Your instructions: Each line from the one containing "pub mod config;" through the end of the entries below should be transcribed exactly, and no other line.

╭──

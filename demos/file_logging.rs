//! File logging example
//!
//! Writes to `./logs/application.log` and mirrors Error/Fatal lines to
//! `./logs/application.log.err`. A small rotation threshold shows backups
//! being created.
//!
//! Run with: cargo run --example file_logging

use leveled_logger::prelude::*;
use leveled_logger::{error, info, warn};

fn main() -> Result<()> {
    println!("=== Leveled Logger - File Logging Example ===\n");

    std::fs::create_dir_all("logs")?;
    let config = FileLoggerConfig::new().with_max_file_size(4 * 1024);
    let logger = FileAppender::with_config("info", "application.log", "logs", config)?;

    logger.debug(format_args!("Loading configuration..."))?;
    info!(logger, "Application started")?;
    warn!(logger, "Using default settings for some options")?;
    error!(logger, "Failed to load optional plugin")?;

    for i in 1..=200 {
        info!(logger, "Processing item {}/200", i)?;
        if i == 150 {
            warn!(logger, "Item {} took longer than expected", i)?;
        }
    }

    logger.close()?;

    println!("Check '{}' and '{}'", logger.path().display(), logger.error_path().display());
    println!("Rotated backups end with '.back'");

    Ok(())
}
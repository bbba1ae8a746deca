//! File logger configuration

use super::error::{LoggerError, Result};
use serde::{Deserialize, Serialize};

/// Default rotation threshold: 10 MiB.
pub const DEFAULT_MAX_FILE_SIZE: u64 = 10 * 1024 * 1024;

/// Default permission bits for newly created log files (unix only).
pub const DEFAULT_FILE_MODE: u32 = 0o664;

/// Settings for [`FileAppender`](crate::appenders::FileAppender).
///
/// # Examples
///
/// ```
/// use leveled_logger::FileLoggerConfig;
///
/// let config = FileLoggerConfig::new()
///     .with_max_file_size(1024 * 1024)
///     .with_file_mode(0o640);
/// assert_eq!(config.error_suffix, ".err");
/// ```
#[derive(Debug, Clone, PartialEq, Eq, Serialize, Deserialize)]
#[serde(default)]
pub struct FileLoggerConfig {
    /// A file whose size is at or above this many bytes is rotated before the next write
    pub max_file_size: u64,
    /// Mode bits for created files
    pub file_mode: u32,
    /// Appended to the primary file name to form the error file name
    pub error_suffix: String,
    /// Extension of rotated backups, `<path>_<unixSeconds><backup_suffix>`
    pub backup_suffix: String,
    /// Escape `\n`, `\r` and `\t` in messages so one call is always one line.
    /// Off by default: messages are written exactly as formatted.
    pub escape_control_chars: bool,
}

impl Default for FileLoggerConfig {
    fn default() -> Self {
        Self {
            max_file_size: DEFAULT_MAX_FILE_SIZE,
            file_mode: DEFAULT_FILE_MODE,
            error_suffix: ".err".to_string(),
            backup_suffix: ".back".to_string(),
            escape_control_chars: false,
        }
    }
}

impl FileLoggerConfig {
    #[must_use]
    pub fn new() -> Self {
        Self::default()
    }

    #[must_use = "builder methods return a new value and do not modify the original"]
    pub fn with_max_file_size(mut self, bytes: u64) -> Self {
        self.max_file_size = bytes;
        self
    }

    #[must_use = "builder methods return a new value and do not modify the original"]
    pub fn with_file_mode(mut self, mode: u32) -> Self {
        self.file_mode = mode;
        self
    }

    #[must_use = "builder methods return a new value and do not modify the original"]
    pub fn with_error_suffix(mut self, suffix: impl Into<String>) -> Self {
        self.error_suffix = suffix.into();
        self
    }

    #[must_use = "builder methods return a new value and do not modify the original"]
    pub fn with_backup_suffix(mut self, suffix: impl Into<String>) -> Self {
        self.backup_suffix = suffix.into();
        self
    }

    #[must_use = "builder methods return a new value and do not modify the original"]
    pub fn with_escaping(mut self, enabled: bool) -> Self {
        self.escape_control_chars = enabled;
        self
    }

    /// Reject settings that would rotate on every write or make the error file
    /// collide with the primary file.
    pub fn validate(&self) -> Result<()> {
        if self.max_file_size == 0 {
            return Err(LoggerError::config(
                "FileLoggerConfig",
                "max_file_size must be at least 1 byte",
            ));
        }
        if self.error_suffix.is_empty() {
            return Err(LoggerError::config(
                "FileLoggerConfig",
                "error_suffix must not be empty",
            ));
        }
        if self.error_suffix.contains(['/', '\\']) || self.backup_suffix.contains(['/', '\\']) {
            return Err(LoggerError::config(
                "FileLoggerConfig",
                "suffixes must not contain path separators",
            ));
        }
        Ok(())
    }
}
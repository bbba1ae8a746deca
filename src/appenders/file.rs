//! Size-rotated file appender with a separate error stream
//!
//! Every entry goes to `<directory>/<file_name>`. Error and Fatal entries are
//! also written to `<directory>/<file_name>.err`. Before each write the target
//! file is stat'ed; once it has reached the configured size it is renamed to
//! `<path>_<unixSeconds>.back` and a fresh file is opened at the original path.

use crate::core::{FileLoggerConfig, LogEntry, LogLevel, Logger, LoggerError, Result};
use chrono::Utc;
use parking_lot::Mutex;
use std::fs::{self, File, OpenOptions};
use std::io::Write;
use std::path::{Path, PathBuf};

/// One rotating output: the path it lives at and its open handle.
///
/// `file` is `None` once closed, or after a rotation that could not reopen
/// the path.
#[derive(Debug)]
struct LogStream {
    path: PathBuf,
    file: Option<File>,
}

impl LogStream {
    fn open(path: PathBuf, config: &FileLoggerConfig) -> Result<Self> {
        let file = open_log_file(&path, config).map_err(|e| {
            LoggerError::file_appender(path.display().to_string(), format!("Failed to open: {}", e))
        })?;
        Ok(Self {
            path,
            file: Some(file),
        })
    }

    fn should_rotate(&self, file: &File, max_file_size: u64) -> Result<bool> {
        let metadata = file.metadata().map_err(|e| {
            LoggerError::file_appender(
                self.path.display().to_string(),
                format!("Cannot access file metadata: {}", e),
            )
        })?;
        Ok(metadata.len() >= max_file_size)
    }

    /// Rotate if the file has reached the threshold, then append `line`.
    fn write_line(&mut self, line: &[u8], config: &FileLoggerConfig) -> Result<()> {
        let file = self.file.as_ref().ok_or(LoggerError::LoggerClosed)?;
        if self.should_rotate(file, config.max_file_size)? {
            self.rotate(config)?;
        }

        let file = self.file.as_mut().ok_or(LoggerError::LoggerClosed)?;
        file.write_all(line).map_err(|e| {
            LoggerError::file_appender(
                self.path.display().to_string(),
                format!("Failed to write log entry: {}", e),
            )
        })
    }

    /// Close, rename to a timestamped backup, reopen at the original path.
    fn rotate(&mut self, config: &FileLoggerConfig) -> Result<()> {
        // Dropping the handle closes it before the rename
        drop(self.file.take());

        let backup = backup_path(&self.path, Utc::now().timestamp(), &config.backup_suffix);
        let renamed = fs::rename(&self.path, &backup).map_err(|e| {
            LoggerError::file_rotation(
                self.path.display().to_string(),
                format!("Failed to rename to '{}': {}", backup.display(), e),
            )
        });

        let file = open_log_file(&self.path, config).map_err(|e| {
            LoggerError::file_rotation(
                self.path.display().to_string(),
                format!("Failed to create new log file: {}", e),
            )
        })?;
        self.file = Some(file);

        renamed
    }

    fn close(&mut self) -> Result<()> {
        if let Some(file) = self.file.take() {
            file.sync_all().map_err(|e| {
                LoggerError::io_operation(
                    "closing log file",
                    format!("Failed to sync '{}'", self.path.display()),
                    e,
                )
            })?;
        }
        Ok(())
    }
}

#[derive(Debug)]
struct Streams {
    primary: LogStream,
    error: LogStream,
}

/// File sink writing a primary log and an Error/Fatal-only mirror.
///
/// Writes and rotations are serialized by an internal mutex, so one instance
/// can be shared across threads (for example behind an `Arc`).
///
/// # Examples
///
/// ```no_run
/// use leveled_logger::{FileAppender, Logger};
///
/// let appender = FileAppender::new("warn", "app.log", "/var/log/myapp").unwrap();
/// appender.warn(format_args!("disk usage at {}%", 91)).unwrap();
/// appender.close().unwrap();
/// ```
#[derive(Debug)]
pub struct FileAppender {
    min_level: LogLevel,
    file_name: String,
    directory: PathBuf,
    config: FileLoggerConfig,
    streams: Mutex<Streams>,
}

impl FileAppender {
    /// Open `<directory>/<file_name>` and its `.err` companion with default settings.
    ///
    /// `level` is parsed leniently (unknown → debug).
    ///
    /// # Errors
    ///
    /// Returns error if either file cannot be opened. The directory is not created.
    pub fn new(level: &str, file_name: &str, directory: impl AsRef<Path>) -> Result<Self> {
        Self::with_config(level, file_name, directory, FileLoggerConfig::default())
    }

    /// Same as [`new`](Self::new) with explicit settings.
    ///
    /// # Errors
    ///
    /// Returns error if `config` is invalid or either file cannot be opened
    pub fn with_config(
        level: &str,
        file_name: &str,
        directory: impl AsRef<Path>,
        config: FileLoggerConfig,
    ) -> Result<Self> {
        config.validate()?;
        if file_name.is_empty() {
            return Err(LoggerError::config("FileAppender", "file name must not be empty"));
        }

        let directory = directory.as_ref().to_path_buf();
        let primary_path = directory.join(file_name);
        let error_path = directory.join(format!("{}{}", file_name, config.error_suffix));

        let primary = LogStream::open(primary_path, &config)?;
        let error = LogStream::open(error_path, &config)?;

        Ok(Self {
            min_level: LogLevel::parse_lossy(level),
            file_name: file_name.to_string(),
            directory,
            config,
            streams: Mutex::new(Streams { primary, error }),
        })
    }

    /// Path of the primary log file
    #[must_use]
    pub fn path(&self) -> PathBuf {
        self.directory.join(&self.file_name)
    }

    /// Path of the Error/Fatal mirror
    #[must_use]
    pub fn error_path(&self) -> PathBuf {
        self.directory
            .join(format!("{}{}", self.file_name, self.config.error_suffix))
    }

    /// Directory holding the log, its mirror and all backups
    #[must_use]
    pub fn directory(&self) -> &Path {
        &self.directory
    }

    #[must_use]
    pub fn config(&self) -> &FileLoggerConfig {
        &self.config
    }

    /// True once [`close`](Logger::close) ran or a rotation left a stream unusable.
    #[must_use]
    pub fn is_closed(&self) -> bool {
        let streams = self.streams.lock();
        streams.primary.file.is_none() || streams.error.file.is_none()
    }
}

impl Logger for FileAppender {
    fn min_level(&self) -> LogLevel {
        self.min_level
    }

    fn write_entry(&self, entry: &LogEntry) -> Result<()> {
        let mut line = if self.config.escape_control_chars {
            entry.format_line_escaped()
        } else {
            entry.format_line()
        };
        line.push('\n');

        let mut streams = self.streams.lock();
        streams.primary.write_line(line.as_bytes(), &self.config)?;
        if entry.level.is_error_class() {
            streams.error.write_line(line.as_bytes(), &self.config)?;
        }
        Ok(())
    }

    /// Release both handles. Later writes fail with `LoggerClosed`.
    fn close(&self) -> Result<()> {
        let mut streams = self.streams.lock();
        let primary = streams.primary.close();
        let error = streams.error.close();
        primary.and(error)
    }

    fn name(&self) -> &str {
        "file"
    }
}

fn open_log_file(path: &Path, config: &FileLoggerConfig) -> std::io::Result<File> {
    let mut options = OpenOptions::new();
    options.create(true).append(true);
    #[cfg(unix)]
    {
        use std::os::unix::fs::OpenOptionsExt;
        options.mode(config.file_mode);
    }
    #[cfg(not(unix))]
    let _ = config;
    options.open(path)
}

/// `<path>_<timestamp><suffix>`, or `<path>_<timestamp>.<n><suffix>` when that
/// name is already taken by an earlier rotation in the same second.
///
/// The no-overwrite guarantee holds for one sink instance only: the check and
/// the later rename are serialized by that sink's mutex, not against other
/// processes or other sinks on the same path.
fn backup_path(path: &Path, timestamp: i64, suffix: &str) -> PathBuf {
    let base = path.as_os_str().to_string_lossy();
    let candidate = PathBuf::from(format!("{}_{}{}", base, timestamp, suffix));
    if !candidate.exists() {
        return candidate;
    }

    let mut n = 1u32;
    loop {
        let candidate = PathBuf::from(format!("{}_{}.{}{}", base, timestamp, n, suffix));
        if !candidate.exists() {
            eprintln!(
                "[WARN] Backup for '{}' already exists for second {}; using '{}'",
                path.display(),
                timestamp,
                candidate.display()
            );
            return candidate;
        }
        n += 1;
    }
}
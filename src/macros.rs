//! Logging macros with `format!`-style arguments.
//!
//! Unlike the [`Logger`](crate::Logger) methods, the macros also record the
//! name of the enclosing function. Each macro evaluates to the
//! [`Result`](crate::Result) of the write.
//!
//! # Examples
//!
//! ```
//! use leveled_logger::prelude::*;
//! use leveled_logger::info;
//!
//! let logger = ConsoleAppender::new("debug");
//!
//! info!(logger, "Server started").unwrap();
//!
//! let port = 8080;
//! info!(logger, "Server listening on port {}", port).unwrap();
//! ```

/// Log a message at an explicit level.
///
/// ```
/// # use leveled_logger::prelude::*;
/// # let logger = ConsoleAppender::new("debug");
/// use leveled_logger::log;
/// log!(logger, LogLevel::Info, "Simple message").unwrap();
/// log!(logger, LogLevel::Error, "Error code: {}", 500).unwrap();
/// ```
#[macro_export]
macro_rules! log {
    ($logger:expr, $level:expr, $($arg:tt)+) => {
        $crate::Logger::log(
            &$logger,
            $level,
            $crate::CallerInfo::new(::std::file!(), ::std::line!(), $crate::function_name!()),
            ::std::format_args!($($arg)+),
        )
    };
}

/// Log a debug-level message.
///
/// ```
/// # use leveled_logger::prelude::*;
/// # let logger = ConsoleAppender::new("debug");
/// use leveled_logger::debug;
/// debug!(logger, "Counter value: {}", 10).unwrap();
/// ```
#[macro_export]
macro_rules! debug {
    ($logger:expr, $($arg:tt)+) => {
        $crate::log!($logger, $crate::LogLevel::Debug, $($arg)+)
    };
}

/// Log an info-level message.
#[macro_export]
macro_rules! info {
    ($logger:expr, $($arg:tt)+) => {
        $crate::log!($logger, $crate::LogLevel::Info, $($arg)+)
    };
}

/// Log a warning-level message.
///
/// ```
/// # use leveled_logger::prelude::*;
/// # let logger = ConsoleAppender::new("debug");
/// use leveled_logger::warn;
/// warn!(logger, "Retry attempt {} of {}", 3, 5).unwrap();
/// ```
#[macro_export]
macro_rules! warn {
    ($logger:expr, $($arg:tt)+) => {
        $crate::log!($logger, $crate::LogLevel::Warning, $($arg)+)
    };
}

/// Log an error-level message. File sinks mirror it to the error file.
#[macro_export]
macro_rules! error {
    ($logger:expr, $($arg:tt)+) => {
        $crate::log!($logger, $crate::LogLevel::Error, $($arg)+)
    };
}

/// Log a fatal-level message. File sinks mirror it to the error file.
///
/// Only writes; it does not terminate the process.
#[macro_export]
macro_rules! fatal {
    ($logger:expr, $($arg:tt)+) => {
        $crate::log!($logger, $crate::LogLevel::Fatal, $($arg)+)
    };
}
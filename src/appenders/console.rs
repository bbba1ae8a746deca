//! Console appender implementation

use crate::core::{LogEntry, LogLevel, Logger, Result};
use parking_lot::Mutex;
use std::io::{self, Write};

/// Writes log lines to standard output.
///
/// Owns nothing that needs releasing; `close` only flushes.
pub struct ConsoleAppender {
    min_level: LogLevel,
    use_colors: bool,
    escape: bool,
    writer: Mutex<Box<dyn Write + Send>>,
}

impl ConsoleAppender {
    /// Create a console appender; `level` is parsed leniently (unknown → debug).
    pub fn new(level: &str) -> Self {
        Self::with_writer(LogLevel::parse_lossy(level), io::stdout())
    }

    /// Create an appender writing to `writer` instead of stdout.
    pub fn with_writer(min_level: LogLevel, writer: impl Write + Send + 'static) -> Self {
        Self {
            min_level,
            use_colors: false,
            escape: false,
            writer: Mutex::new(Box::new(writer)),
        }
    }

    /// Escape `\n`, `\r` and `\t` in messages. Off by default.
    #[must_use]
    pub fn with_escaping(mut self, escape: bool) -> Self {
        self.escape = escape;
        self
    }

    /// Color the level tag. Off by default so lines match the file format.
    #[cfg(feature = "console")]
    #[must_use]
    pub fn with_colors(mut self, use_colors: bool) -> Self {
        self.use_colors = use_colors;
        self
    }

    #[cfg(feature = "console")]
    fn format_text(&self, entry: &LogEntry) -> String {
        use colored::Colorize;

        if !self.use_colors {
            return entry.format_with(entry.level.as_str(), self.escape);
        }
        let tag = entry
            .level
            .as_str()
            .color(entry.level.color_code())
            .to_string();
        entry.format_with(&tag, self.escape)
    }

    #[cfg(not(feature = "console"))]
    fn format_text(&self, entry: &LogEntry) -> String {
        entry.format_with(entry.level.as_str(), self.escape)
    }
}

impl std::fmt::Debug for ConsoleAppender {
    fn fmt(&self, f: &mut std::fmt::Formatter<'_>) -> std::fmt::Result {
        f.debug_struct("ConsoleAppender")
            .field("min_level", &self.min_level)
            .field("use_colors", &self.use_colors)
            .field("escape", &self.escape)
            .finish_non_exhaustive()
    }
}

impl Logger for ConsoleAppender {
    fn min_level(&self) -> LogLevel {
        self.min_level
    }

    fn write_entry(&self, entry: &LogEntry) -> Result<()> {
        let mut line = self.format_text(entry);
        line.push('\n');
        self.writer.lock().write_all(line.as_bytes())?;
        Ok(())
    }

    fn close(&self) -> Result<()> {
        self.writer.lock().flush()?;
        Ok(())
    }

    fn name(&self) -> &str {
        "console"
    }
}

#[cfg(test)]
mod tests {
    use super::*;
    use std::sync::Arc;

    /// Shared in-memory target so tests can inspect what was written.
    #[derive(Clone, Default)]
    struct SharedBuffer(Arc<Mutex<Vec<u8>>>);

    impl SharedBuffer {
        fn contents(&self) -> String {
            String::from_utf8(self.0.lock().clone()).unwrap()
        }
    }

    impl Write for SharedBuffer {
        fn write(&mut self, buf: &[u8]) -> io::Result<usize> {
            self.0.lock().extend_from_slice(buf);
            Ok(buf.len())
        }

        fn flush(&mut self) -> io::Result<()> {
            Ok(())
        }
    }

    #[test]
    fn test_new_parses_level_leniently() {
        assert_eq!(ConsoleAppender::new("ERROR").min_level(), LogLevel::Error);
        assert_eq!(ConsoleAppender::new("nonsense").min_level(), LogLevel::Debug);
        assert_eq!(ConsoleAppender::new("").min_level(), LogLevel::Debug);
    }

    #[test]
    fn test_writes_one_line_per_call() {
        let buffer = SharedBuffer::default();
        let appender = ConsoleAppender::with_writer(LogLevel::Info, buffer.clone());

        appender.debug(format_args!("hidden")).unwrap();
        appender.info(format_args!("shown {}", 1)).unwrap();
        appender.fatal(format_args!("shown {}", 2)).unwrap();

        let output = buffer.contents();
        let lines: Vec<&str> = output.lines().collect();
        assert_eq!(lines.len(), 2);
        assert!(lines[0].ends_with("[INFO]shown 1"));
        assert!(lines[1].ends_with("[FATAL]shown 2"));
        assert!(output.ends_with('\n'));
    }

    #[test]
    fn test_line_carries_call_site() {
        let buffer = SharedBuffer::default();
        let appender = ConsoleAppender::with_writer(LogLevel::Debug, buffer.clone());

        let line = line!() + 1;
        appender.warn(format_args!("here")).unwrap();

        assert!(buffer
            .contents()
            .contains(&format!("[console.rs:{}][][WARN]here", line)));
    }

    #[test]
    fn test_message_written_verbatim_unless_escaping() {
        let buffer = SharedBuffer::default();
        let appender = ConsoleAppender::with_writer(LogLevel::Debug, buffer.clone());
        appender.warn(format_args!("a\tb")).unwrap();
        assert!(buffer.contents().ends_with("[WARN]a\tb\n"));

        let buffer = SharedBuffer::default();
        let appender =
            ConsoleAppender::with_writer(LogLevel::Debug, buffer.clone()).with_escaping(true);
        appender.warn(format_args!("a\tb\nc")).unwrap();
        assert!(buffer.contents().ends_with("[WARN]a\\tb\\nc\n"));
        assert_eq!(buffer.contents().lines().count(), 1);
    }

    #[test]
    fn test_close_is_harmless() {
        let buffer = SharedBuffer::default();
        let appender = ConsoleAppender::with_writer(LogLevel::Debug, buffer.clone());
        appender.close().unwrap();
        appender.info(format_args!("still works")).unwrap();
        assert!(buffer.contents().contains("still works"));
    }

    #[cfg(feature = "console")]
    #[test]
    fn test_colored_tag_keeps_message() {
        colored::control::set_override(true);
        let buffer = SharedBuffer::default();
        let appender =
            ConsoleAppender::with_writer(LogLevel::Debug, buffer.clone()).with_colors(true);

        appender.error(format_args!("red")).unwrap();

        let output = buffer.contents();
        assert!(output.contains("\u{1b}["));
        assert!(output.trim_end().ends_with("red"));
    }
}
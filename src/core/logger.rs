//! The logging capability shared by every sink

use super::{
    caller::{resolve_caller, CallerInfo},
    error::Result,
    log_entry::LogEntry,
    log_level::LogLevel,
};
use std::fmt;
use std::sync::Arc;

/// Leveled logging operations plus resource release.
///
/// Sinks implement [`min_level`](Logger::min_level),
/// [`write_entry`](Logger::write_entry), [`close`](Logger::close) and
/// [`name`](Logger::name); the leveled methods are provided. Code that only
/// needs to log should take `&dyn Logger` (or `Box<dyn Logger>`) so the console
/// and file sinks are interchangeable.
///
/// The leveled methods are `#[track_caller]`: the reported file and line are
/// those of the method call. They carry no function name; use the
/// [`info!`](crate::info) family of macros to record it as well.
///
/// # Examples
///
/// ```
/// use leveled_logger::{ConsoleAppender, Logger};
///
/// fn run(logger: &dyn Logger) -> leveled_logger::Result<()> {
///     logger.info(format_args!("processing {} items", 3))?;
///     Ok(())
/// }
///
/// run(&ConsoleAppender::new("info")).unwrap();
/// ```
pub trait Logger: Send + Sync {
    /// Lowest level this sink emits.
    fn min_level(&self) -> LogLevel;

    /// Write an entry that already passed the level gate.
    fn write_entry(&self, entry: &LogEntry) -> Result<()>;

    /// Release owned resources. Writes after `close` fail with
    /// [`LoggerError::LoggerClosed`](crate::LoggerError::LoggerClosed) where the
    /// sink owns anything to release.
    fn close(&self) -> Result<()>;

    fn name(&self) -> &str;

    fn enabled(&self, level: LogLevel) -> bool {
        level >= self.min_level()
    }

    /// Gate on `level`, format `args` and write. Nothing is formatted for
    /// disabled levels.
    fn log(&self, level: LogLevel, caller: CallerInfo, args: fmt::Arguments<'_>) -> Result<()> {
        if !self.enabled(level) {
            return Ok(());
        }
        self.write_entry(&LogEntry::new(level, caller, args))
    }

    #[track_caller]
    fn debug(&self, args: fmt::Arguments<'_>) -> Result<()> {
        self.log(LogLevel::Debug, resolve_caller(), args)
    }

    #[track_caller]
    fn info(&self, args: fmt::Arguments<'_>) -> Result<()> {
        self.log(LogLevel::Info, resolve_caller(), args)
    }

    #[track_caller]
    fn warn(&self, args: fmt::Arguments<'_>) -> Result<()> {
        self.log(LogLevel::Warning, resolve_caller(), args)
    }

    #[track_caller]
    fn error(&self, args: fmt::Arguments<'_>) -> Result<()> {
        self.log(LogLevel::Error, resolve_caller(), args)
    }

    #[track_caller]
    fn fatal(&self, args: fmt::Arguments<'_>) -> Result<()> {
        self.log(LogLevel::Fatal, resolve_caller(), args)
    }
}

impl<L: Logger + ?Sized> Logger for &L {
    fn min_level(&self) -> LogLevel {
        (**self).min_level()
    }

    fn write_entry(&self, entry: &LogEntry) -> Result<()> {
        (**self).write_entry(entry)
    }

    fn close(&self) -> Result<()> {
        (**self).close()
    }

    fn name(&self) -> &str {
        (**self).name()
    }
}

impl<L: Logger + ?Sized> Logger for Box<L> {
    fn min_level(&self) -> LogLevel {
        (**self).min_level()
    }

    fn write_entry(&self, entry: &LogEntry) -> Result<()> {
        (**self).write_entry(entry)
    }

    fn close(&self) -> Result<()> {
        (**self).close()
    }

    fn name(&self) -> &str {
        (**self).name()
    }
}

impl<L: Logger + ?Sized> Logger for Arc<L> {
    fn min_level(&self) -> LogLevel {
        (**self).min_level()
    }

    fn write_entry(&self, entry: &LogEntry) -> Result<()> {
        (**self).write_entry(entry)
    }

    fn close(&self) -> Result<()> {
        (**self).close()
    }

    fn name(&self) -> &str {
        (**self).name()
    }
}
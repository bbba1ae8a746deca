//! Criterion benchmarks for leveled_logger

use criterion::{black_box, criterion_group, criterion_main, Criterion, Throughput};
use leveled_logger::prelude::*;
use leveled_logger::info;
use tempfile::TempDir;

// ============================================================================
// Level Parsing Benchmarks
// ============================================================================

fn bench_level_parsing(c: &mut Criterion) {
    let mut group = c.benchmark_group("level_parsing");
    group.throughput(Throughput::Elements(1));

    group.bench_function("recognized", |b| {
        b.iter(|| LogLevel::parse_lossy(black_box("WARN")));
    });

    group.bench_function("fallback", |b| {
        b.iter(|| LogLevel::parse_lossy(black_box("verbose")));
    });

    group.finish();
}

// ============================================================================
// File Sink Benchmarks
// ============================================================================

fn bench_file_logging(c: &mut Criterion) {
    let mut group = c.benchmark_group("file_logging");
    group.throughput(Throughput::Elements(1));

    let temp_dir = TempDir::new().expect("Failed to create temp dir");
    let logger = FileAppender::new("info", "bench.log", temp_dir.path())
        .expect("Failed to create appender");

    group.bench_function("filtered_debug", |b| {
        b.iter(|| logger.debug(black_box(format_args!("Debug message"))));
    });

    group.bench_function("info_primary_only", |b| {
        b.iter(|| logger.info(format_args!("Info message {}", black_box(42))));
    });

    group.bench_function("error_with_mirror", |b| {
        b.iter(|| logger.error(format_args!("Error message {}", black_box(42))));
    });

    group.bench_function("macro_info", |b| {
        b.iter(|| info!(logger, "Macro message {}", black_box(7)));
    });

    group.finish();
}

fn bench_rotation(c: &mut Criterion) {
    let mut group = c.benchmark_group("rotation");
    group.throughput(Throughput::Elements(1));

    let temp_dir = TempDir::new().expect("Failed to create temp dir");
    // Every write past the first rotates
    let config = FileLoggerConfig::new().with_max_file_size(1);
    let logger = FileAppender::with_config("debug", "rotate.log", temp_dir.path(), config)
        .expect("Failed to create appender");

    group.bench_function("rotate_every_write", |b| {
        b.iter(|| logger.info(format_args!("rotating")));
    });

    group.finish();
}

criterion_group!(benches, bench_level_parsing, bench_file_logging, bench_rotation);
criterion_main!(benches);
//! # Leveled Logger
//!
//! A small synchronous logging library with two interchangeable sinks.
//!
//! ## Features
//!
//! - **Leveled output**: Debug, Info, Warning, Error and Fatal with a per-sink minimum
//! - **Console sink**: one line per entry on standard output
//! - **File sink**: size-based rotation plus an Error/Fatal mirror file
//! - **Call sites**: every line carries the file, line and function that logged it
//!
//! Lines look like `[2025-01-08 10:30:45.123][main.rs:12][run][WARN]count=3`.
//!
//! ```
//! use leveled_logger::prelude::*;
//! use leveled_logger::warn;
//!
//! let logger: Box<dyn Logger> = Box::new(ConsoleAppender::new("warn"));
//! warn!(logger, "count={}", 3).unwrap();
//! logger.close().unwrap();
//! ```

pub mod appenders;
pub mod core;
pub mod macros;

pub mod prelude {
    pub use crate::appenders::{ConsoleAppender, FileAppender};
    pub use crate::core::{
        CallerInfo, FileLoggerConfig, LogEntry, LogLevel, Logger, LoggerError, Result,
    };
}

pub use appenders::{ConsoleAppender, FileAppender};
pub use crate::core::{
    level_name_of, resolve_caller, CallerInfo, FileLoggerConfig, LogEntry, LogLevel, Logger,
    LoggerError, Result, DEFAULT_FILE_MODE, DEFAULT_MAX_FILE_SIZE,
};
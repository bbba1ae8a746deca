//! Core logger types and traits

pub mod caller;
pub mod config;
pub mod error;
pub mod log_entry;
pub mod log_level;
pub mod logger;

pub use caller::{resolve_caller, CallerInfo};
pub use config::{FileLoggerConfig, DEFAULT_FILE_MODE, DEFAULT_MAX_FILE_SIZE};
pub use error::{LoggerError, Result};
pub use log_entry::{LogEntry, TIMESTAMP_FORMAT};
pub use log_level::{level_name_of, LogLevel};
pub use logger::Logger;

╰──

Answer area:
pub mod config;
pub mod error;
pub mod log_entry;
pub mod log_level;
pub mod logger;

pub use caller::{resolve_caller, CallerInfo};
pub use config::{FileLoggerConfig, DEFAULT_FILE_MODE, DEFAULT_MAX_FILE_SIZE};
pub use error::{LoggerError, Result};
pub use log_entry::{LogEntry, TIMESTAMP_FORMAT};
pub use log_level::{level_name_of, LogLevel};
pub use logger::Logger;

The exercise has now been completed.